## Exercise
Start with the first line of the records below. Output each line exactly, ending with the one that contains "pub trait QueryCachePersister: Send".

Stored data
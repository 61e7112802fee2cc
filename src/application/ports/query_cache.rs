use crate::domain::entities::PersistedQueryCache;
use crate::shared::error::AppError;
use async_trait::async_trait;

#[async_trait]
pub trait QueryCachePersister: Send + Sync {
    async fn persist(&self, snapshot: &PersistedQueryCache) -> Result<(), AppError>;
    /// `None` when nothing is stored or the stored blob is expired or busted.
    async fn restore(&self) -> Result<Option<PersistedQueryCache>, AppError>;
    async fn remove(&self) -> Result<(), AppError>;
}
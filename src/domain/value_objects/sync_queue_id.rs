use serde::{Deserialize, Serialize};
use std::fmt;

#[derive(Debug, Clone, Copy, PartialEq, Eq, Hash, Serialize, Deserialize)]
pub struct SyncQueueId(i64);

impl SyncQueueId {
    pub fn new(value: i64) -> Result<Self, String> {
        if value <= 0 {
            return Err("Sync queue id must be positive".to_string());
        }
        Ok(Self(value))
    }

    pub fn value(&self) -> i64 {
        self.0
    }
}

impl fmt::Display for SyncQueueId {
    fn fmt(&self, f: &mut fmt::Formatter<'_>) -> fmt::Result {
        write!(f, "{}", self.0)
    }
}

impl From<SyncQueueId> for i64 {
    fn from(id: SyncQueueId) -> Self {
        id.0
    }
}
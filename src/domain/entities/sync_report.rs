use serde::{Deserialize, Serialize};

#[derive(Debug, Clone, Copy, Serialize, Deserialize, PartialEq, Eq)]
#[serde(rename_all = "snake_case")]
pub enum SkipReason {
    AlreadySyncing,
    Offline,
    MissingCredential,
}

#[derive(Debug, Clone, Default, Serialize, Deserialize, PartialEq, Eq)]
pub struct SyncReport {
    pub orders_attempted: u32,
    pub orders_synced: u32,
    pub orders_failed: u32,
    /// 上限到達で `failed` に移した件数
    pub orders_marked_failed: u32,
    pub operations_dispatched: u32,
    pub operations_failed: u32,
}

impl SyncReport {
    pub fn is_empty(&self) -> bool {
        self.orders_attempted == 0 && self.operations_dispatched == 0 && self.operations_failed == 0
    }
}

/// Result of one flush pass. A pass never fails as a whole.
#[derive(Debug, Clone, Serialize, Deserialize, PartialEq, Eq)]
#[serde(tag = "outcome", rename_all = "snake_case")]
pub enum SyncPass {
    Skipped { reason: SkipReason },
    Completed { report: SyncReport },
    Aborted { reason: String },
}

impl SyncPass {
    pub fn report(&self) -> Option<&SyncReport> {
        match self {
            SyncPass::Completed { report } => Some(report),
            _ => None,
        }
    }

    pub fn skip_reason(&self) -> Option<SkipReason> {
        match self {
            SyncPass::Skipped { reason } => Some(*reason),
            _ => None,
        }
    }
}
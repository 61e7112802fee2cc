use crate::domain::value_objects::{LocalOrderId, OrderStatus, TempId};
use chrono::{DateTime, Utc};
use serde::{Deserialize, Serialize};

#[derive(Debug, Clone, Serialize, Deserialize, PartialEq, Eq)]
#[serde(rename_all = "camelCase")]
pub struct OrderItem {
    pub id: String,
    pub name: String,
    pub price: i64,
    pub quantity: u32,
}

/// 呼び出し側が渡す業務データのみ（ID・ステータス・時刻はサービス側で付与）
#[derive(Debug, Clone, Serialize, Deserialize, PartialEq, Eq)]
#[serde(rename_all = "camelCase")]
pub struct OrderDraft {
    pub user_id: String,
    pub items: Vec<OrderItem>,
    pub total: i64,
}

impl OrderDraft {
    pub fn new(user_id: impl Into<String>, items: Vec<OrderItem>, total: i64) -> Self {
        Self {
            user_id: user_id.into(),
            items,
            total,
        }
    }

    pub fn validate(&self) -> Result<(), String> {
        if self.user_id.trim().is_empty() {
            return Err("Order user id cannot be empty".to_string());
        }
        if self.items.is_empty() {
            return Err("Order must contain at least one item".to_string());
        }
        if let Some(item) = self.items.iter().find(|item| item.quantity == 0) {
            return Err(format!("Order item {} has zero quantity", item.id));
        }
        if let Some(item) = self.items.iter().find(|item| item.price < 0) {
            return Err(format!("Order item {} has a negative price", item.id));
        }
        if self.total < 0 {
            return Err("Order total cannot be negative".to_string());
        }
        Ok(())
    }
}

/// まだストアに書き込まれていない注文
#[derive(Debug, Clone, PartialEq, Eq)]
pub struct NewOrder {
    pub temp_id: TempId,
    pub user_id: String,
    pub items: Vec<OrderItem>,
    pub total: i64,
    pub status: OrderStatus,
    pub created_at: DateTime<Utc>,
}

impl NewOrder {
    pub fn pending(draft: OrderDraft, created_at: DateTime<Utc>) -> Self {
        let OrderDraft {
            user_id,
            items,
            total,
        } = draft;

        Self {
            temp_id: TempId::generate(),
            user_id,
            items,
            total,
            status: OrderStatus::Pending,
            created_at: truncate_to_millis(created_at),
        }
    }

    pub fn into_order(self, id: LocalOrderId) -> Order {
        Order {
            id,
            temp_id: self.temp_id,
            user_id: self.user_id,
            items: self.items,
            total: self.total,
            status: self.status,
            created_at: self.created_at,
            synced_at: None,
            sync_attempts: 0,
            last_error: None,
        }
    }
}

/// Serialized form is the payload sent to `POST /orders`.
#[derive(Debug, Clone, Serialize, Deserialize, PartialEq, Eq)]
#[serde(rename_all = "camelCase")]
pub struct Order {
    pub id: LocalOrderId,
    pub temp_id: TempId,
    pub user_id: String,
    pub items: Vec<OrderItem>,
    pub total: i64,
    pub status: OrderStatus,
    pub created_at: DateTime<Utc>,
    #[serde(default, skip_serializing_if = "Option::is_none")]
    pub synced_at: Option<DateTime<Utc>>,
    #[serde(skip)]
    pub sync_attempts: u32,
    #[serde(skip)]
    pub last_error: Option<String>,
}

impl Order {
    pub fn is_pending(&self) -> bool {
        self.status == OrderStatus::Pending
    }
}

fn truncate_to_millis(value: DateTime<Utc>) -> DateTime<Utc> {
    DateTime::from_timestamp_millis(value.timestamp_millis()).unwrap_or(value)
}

## Task output
repository 61e7112802fee2cc
filename src/application/ports/query_cache.rs
use crate::domain::entities::PersistedQueryCache;
use crate::shared::error::AppError;
use async_trait::async_trait;

#[async_trait]
pub trait QueryCachePersister: Send + Sync {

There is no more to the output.